I’m with the others here in saying the search terms were clearly chosen to prompt local results, which are then not considered “organic” (even though they are generated based on popularity and other metrics, with the only unusual constraint being geolocation associated with the site/business/whatever).
It even seems to me that even the categorization of results is organic here: The results are being shown with the “local”, “carousel”, “store” and similar add-on sections based primarily what people tend to do in response to that term.
Yeah, but the entire difference between different search engines and why Google became #1 was by having a meaningful ranking and algorithmic search so that it knew what you meant when you typed in car mechanic. This is basically an evolution of that concept, and for many of these terms, especially the ones in the article, it seems somewhat clumsy to assume that you weren’t looking for local results. Did you want the history of car mechanics? Car mechanic magazine? Italian food awards? All of those have better methods of searching and this isn’t an arcane concept.
The vast majority of people expect that when they search for italian food of course they meant italian food in my area jeez google aren’t you magic?
Adblock for Chrome has a similar feature…“Click to block ad” or “Block an ad on this page”. With just a few trial and error iterations I can block out all of the unwanted content on any of the pages I frequent. My google results don’t show adwords nor do I see the sponsored results. Yes, there’s a lot more whitespace on the page, but it’s at least not distracting me with crap I don’t want.
BB, I love you (and I’d be willing to pay more than the equivalent of the ad revenue you’d make off my pageviews), but once you started autoplaying video, I was done with the entire sidebar and dickbar.
I believe DuckDuckGo largely exists due to its anonymous search features, rather than being an inherently better search engine. If you’re anonymous, you “don’t exist” as a searcher, so the search engine would not know where you are, how to market to you, what you’ve done in the past, and so on. Since it’s not interested in those add-ons, the results are naturally less local and less geared towards the user. Is that useful? Maybe to some people, but Google isn’t plowing ahead with its local-oriented search capabilities amid massive opposition – most people are quite pleased that they’re more easily finding local results. I mean, we have stuff like SquareMarket (which seems like it would be popular among a number of BoingBoing readers) which explores even more of the local internet.
If anything, I think the localizing of the internet is great. The international elements are still there, but what about something right outside my door?

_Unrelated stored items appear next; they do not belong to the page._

//! Live dashboard refresh cycles.
//!
//! The `Poller` owns all mutable dashboard state: the tracked
//! session id, the per-cycle response ordering, and failure counters. Each
//! cycle fetches, then pushes to a `DisplaySink`. Failures are logged and
//! swallowed so the next tick simply tries again.

use std::collections::HashMap;

use chrono::{NaiveDateTime, Utc};
use log::{debug, error, info, warn};

use crate::data::DashboardApi;
use crate::domain::{
    CumulativeStats, DailyBucket, EndSessionResponse, HistorySample, LiveReadout, Notification, PollConfig,
    SessionStatus, SyncResult,
};
use crate::error::AppError;

pub mod notify;
pub mod schedule;
pub mod sequence;
pub mod session;

pub use notify::*;
pub use schedule::{Cycle, Schedule, run_loop};
pub use sequence::SequenceGate;
pub use session::SessionTracker;

/// Where refreshed data goes (gauges, readouts, charts, toasts).
pub trait DisplaySink {
    fn show_live(&mut self, readout: &LiveReadout);

    /// Zero the live gauges and readouts.
    fn reset_live(&mut self) {
        self.show_live(&LiveReadout::default());
    }

    fn show_history(&mut self, samples: &[HistorySample]);
    fn show_daily(&mut self, buckets: &[DailyBucket]);
    fn show_cumulative(&mut self, stats: &CumulativeStats);
    fn notify(&mut self, notification: Notification);
}

/// Mutable state shared by the refresh cycles.
///
/// `run_loop` finishes each cycle before starting the next, so the sequence
/// gates accept every response today. They only drop anything if cycles are
/// ever driven concurrently.
#[derive(Debug, Clone, Default)]
pub struct PollerState {
    pub session: SessionTracker,
    live_gate: SequenceGate,
    history_gate: SequenceGate,
    daily_gate: SequenceGate,
    cumulative_gate: SequenceGate,
    failures: HashMap<Cycle, u32>,
}

impl PollerState {
    pub fn consecutive_failures(&self, cycle: Cycle) -> u32 {
        self.failures.get(&cycle).copied().unwrap_or(0)
    }

    fn record_success(&mut self, cycle: Cycle) {
        if let Some(count) = self.failures.remove(&cycle) {
            info!("{} recovered after {count} failed attempt(s)", cycle.label());
        }
    }

    fn record_failure(&mut self, cycle: Cycle, err: &AppError) {
        let count = self.failures.entry(cycle).or_insert(0);
        *count += 1;
        warn!("{} refresh failed ({} in a row): {err}", cycle.label(), *count);
    }
}

pub struct Poller<A, S> {
    api: A,
    sink: S,
    config: PollConfig,
    state: PollerState,
}

impl<A: DashboardApi, S: DisplaySink> Poller<A, S> {
    pub fn new(api: A, sink: S, config: PollConfig) -> Self {
        Self {
            api,
            sink,
            config,
            state: PollerState::default(),
        }
    }

    pub fn config(&self) -> &PollConfig {
        &self.config
    }

    pub fn state(&self) -> &PollerState {
        &self.state
    }

    pub fn api(&self) -> &A {
        &self.api
    }

    pub fn sink(&self) -> &S {
        &self.sink
    }

    pub fn run_cycle(&mut self, cycle: Cycle) {
        match cycle {
            Cycle::Live => self.poll(),
            Cycle::DailySummary => self.refresh_daily_summary(),
            Cycle::CumulativeStats => self.refresh_cumulative_stats(),
            Cycle::History => self.refresh_history(Utc::now().naive_utc()),
        }
    }

    /// Live cycle: snapshot, session lifecycle, and (while active) history.
    pub fn poll(&mut self) {
        self.poll_at(Utc::now().naive_utc());
    }

    pub fn poll_at(&mut self, now: NaiveDateTime) {
        let ticket = self.state.live_gate.begin();
        let snapshot = match self.api.current_session() {
            Ok(snapshot) => snapshot,
            Err(err) => {
                self.state.record_failure(Cycle::Live, &err);
                return;
            }
        };
        if !self.state.live_gate.accept(ticket) {
            debug!("Dropping stale live snapshot #{ticket}");
            return;
        }
        self.state.record_success(Cycle::Live);

        let previous = self.state.session.active();
        let ended = self.state.session.observe(&snapshot.status);
        match snapshot.status {
            SessionStatus::Active { session_id } => {
                if previous != Some(session_id) {
                    self.sink.notify(session_started_notification(session_id, snapshot.start_time));
                }
                self.sink.show_live(&snapshot.readout());
                self.refresh_history(now);
            }
            SessionStatus::NoActiveSession => self.sink.reset_live(),
        }

        if let Some(session_id) = ended {
            self.finish_session(session_id);
        }
    }

    /// Fetch the trailing history window ending at `now`.
    ///
    /// An empty result leaves the previously shown chart as it is.
    pub fn refresh_history(&mut self, now: NaiveDateTime) {
        let start = now - self.config.history_window;
        let ticket = self.state.history_gate.begin();
        let samples = match self.api.history(start, now) {
            Ok(samples) => samples,
            Err(err) => {
                self.state.record_failure(Cycle::History, &err);
                return;
            }
        };
        if !self.state.history_gate.accept(ticket) {
            debug!("Dropping stale history response #{ticket}");
            return;
        }
        self.state.record_success(Cycle::History);
        if samples.is_empty() {
            debug!("History window {start}..{now} is empty; keeping current chart");
            return;
        }
        self.sink.show_history(&samples);
    }

    pub fn refresh_daily_summary(&mut self) {
        let ticket = self.state.daily_gate.begin();
        match self.api.daily_stats(None) {
            Ok(buckets) => {
                if self.state.daily_gate.accept(ticket) {
                    self.state.record_success(Cycle::DailySummary);
                    self.sink.show_daily(&buckets);
                }
            }
            Err(err) => self.state.record_failure(Cycle::DailySummary, &err),
        }
    }

    pub fn refresh_cumulative_stats(&mut self) {
        let ticket = self.state.cumulative_gate.begin();
        match self.api.cumulative() {
            Ok(stats) => {
                if self.state.cumulative_gate.accept(ticket) {
                    self.state.record_success(Cycle::CumulativeStats);
                    self.sink.show_cumulative(&stats);
                }
            }
            Err(err) => self.state.record_failure(Cycle::CumulativeStats, &err),
        }
    }

    /// Push a finished session to Google Fit and Health Connect on demand.
    pub fn sync_session(&mut self, session_id: u64) -> Result<SyncResult, AppError> {
        match self.api.sync_session(session_id) {
            Ok(result) => {
                for note in sync_notifications(&result) {
                    self.sink.notify(note);
                }
                Ok(result)
            }
            Err(err) => {
                self.sink.notify(Notification::error(format!("Sync of session {session_id} failed: {err}")));
                Err(err)
            }
        }
    }

    /// End `session_id` on the backend, syncing it when `auto_sync` is set.
    ///
    /// The outcome is always reported through the sink; callers decide
    /// whether a refused end is fatal.
    pub fn end_session(&mut self, session_id: u64) -> Result<EndSessionResponse, AppError> {
        info!("Ending session {session_id} (auto_sync={})", self.config.auto_sync);
        match self.api.end_session(session_id, self.config.auto_sync) {
            Ok(resp) => {
                if !resp.success {
                    warn!("Backend refused to end session {session_id}: {:?}", resp.error);
                }
                for note in end_session_notifications(session_id, &resp) {
                    self.sink.notify(note);
                }
                Ok(resp)
            }
            Err(err) => {
                error!("Error ending session {session_id}: {err}");
                self.sink.notify(Notification::error(format!("Failed to end session {session_id}: {err}")));
                Err(err)
            }
        }
    }

    // No retry: the tracker has already let go of the id.
    fn finish_session(&mut self, session_id: u64) {
        let _ = self.end_session(session_id);
    }
}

Now there’s meetups and apps that are based on “within 100ft of me,” and their popularity shows that people are willing to give up some privacy in order to achieve something interesting and useful to them.
If you’re so concerned about your IP address giving away your general location, you should be using a TOR browser anyway, rather than specialized anonymous-oriented websites.
Finally, I had to try this. I’m pretty rural, and wouldn’t expect to get anything useful without full location hints. I got one column of search results:
ad, “how to become an auto-mechanic”
Wikipedia
YellowPages.ca listing (useless)
Business Directory for my town, includes mechanics
local mechanic
Yelp, for a nearby city, (useless)
auto mechanic program for a nearby technical college
It kind of goes downhill from there, but for such a non-specific search, I’m actually pleasantly surprised that two out of the top 7 were directly related to getting my car fixed. Wikipedia and the college are arguably useful as well. YellowPages and Yelp are effectively advertisements and not making my life better, but not Google advertising.
If people in these parts thought the web was useful, I would expect to have more directly useful results as well.
In a way, this is missing the point. If DDG becomes popular enough, I predict that it will start dropping ‘organic’ search results in favor of ad-driven ones, just like Google. The system that encourages Google to shill out its search results in exchange for money is the problem here, not Google itself.